A0787
Title: Imputation-based q-learning with regression trees for censored survival data
Authors: Youngjoo Cho - Konkuk University (Korea, South) [presenting]
Xue Yang - University of Pittsburgh (United States)
Abdus Wahed - University of Pittsburgh (United States)
Yu Cheng - University of Pittsburgh (United States)
Abstract: Dynamic treatment regimes (DTRs) are sets of decision rules that guide individualized, time-varying treatments in multistage therapy. In the presence of right-censored survival data, many methods have been proposed to determine optimal DTRs that maximize the expected overall survival time. Q-learning is a commonly used and straightforward reinforcement learning algorithm for this purpose. However, it is sensitive to model misspecification, a well-known limitation. To address this issue, tree-assisted imputation-based Q-learning (TAI Q-learning) is proposed.
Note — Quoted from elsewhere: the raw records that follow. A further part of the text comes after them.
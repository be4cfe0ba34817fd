//! Configuration types for the arbitrage scanner
//!
//! This module defines all configuration structs that are loaded from YAML
//! once at startup and shared across the application via `Arc<AppConfig>`.

use std::collections::{BTreeMap, BTreeSet, HashSet};
use std::time::Duration;

use serde::{Deserialize, Serialize};

use crate::core::triangle::{split_symbol, Triangle};
use crate::error::AppError;

// ============================================================================
// Defaults
// ============================================================================

fn default_poll_interval_seconds() -> f64 {
    1.0
}

fn default_triangles() -> Vec<[String; 3]> {
    vec![[
        "BTC/USDT".to_string(),
        "ETH/BTC".to_string(),
        "ETH/USDT".to_string(),
    ]]
}

fn default_detector_interval_ms() -> u64 {
    50
}

fn default_max_attempts() -> u32 {
    5
}

fn default_base_delay_secs() -> u64 {
    10
}

fn default_max_delay_secs() -> u64 {
    300
}

// ============================================================================
// Exchange Endpoints
// ============================================================================

/// URL templates for one environment (live or testnet)
///
/// Templates may contain `{symbol}`, `{symbol_lower}`, `{base}`, `{quote}`
/// and `{depth}` placeholders.
#[derive(Debug, Clone, Serialize, Deserialize, Default, PartialEq)]
pub struct EndpointSet {
    /// REST ticker snapshot URL (polling mode)
    #[serde(default)]
    pub rest_ticker: Option<String>,
    /// WebSocket ticker push URL (streaming mode)
    #[serde(default)]
    pub ws_ticker: Option<String>,
    /// WebSocket order-book push URL (streaming mode)
    #[serde(default)]
    pub ws_order_book: Option<String>,
}

impl EndpointSet {
    pub fn is_empty(&self) -> bool {
        self.rest_ticker.is_none() && self.ws_ticker.is_none() && self.ws_order_book.is_none()
    }
}

/// Live endpoints plus optional sandbox endpoints
#[derive(Debug, Clone, Serialize, Deserialize, Default, PartialEq)]
pub struct ExchangeEndpoints {
    #[serde(flatten)]
    pub live: EndpointSet,
    #[serde(default)]
    pub testnet: Option<EndpointSet>,
}

impl ExchangeEndpoints {
    /// Pick the endpoint set for the requested environment.
    ///
    /// Returns `None` when testnet is requested but not configured.
    pub fn resolve(&self, testnet: bool) -> Option<&EndpointSet> {
        if testnet {
            self.testnet.as_ref()
        } else {
            Some(&self.live)
        }
    }
}

// ============================================================================
// Configuration Structs
// ============================================================================

/// Per-exchange monitoring configuration
#[derive(Debug, Clone, Serialize, Deserialize)]
pub struct ExchangeConfig {
    /// Symbols to monitor (e.g. ["BTC/USDT", "ETH/BTC"])
    pub symbols: Vec<String>,
    /// Delay between REST requests in polling mode (seconds)
    #[serde(default = "default_poll_interval_seconds")]
    pub poll_interval_seconds: f64,
    /// Feed endpoints used by the generic JSON feed
    #[serde(default)]
    pub endpoints: ExchangeEndpoints,
}

impl ExchangeConfig {
    pub fn poll_interval(&self) -> Duration {
        Duration::from_secs_f64(self.poll_interval_seconds)
    }

    fn validate(&self, exchange_id: &str) -> Result<(), AppError> {
        if exchange_id.trim().is_empty() {
            return Err(AppError::Config("Exchange ID cannot be empty".to_string()));
        }

        if self.symbols.is_empty() {
            return Err(AppError::Config(format!(
                "Exchange '{}' must list at least one symbol",
                exchange_id
            )));
        }

        let mut seen = HashSet::new();
        for symbol in &self.symbols {
            if split_symbol(symbol).is_none() {
                return Err(AppError::Config(format!(
                    "Exchange '{}': symbol '{}' must look like BASE/QUOTE",
                    exchange_id, symbol
                )));
            }
            if !seen.insert(symbol) {
                return Err(AppError::Config(format!(
                    "Exchange '{}': duplicate symbol '{}'",
                    exchange_id, symbol
                )));
            }
        }

        if !self.poll_interval_seconds.is_finite() || self.poll_interval_seconds <= 0.0 {
            return Err(AppError::Config(format!(
                "Exchange '{}': poll_interval_seconds must be a positive number (got {})",
                exchange_id, self.poll_interval_seconds
            )));
        }

        Ok(())
    }
}

/// Liquidity thresholds per algorithm (USD)
#[derive(Debug, Clone, Serialize, Deserialize)]
pub struct MinVolumeConfig {
    pub triangular: f64,
    pub spatial: f64,
}

/// Detector loop settings
#[derive(Debug, Clone, Serialize, Deserialize)]
pub struct DetectorSettings {
    #[serde(default = "default_detector_interval_ms")]
    pub interval_ms: u64,
}

impl Default for DetectorSettings {
    fn default() -> Self {
        Self {
            interval_ms: default_detector_interval_ms(),
        }
    }
}

/// Supervisor retry settings
#[derive(Debug, Clone, Serialize, Deserialize)]
pub struct RetrySettings {
    #[serde(default = "default_max_attempts")]
    pub max_attempts: u32,
    #[serde(default = "default_base_delay_secs")]
    pub base_delay_secs: u64,
    #[serde(default = "default_max_delay_secs")]
    pub max_delay_secs: u64,
}

impl Default for RetrySettings {
    fn default() -> Self {
        Self {
            max_attempts: default_max_attempts(),
            base_delay_secs: default_base_delay_secs(),
            max_delay_secs: default_max_delay_secs(),
        }
    }
}

/// Root application configuration
#[derive(Debug, Clone, Serialize, Deserialize)]
pub struct AppConfig {
    /// exchange id → monitoring configuration
    pub exchanges: BTreeMap<String, ExchangeConfig>,
    /// Raw profit threshold (percent) for both algorithms; fold fees in here
    pub min_profit_percentage: f64,
    /// Use each exchange's sandbox endpoints
    pub testnet: bool,
    /// Quotes older than this are not tradeable
    pub max_age_seconds: f64,
    pub min_volume_usd: MinVolumeConfig,
    /// Curated triangles as `[A/C, B/A, B/C]`
    #[serde(default = "default_triangles")]
    pub triangles: Vec<[String; 3]>,
    /// Also scan triangles discovered from each exchange's symbol list
    #[serde(default)]
    pub discover_triangles: bool,
    /// Enforce `min_volume_usd` in `latest_tradeable` (off by default)
    #[serde(default)]
    pub enforce_liquidity_gate: bool,
    #[serde(default)]
    pub detector: DetectorSettings,
    #[serde(default)]
    pub retry: RetrySettings,
}

impl AppConfig {
    /// Validate all configuration rules
    pub fn validate(&self) -> Result<(), AppError> {
        for (exchange_id, exchange) in &self.exchanges {
            exchange.validate(exchange_id)?;
        }

        if !self.min_profit_percentage.is_finite() {
            return Err(AppError::Config(format!(
                "min_profit_percentage must be a finite number (got {})",
                self.min_profit_percentage
            )));
        }

        if !self.max_age_seconds.is_finite() || self.max_age_seconds <= 0.0 {
            return Err(AppError::Config(format!(
                "max_age_seconds must be a positive number (got {})",
                self.max_age_seconds
            )));
        }

        for (key, value) in [
            ("triangular", self.min_volume_usd.triangular),
            ("spatial", self.min_volume_usd.spatial),
        ] {
            if !value.is_finite() || value <= 0.0 {
                return Err(AppError::Config(format!(
                    "min_volume_usd.{} must be a positive number (got {})",
                    key, value
                )));
            }
        }

        for legs in &self.triangles {
            Triangle::new(&legs[0], &legs[1], &legs[2])?;
        }

        if self.detector.interval_ms == 0 {
            return Err(AppError::Config(
                "detector.interval_ms must be greater than 0".to_string(),
            ));
        }

        if self.retry.max_attempts == 0 {
            return Err(AppError::Config(
                "retry.max_attempts must be greater than 0".to_string(),
            ));
        }

        if self.retry.base_delay_secs == 0 || self.retry.base_delay_secs > self.retry.max_delay_secs
        {
            return Err(AppError::Config(format!(
                "retry delays must satisfy 0 < base_delay_secs <= max_delay_secs (got {} and {})",
                self.retry.base_delay_secs, self.retry.max_delay_secs
            )));
        }

        Ok(())
    }

    /// Configured exchange ids in stable order
    pub fn exchange_ids(&self) -> Vec<String> {
        self.exchanges.keys().cloned().collect()
    }

    pub fn exchange_symbols(&self, exchange_id: &str) -> Option<&[String]> {
        self.exchanges.get(exchange_id).map(|e| e.symbols.as_slice())
    }

    /// Poll interval for an exchange (1s when the exchange is unknown)
    pub fn poll_interval(&self, exchange_id: &str) -> Duration {
        self.exchanges
            .get(exchange_id)
            .map(ExchangeConfig::poll_interval)
            .unwrap_or_else(|| Duration::from_secs_f64(default_poll_interval_seconds()))
    }

    /// Every distinct symbol across all exchanges, sorted
    pub fn all_symbols(&self) -> Vec<String> {
        self.exchanges
            .values()
            .flat_map(|e| e.symbols.iter().cloned())
            .collect::<BTreeSet<_>>()
            .into_iter()
            .collect()
    }

    /// Parsed curated triangles (call after `validate`)
    pub fn parsed_triangles(&self) -> Result<Vec<Triangle>, AppError> {
        self.triangles
            .iter()
            .map(|legs| Triangle::new(&legs[0], &legs[1], &legs[2]))
            .collect()
    }
}

// ============================================================================
// Tests
// ============================================================================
In this method, double-robust survival trees and tree ensembles are used to estimate the optimal treatment rules at each stage, while multivariate imputation by chained equations (MICE) is employed to predict the optimal survival time. Through extensive simulation studies, the performance of traditional Cox proportional hazards (Cox PH) and accelerated failure-time (AFT) models with nonparametric tree-based methods in the optimization step are compared, and hot-deck multiple imputation is compared with MICE in the imputation step. The simulation results show that MICE is easier to implement and often outperforms hot-deck imputation. Moreover, in multilevel treatment scenarios, tree-based methods outperform standard Cox PH and AFT models in estimating optimal treatment rules.